A mural of HMS Belfast “Built in Belfast” being launched on March 17, 1938, next to a fake storefront for “B&M Electricals”, with a Billy Graham hoarding above: “What if you got everything you wanted and it wasn’t enough?”, echoing the mural’s Latin inscription, the motto of Belfast city: What shall we give in return for so much?
The images in the windows of the McLean’s bookies on the Shankill Road suggest that betting on sports – even on George Best – is like playing roulette. The gate to the left (with barbed wire on top) is marked with the letters “U” and “R” of the nearby Ulster Rangers supporters club. (For two murals there, see previously: Save The Shankill | Doing Her Duty).
The mural on the shutters of Belfast Underground Records (Web | Fb) reproduces the cover of the album London Calling by The Clash. Vinyl records, and, since September 2015, a radio station with live streaming from the booth!
The All-Seeing Eye Of Providence joins the Eye Of Horus in a conspiracy-minded mural by Visual Waste at the Muddlers’ Club in Belfast. The eye is familiar from Freemasons and the 1 dollar bill in US currency (and the Illuminati!). Also included – against a background consisting of a secret handshake, a skull, and a floating skeleton – are the Square & Compasses of the Freemasons (with a “G” for “God” or “geometry”) a set of scales weighing money, a crown, the word “FATE” tattooed across the knuckles, a keyhole, a gem, the dollar sign, a drop of water, and the Chi-Rho of Catholic and Coptic faiths.
Street art is often vandalised (see: the whole of Cupar Way and also A Short Treatise On The Ephemerality Of Art in which NIKO destroyed Praise’s CNB12 piece) but rarely is the vandal a commercial company drumming up business.
In a first for Belfast murals, speech balloons have been added to the Ring Of Peace mural in Waring Street to advertise office space. They read “Forget it, Muriel. I’m moving my business to CQHQ without you!” “Oh Jeff … It’s too close to the City Centre! I want to be with nature …”. We hope that indeed the ad does move away from the “muriel” – the balloons appear to be pasted over the mural, rather than painted on.
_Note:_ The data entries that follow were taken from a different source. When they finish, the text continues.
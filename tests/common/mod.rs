#![allow(dead_code)]


use std::sync::Once;

const TMPDIR: &str = "../playground";

static LOGGER_INITIALIZED: Once = Once::new();

pub fn redirect_temp_dir() {
    unsafe {
        std::env::set_var("TMPDIR", TMPDIR);
    }

    // Ensure the TMPDIR exists
    if !std::path::Path::new(TMPDIR).exists() {
        std::fs::create_dir_all(TMPDIR).expect("Failed to create TMPDIR");
    }
}

/// Initialize `env_logger` on the first call, and do nothing thereafter.
///
/// Set `RUST_LOG=debug` to see object loads and symref hops of a failing test.
pub fn init_env_logger() {
    LOGGER_INITIALIZED.call_once(|| {
        let _ = env_logger::builder().is_test(true).try_init();
    });
}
The speech-balloons are in fact an improvement over the earlier complete covering of the mural (paperjamdesign). In a less successful part of its media strategy, the business’s web site, at cqhqbelfast.com, appears to be non-functioning.
Report and video on the corporate vandalism from BBC-NI.
The stands of three football stadiums are shown in the background of the Don Patricio mural at the bottom of the Whiterock: Belfast Celtic’s Celtic Park (“Paradise”), Manchester United’s Old Trafford, and Barcelona’s Camp Nou. The Old Trafford stands bear the emblems of the teams Patrick O’Connell played for and managed: Liffey Wanderers (whose shirt is also featured, on the left), Sheffield Wednesday, Hull City (The Tigers), Manchester United, Dumbarton, Real Racing Club de Santander, Real Oviedo, and Real Betis Balompié (also shirt on the right).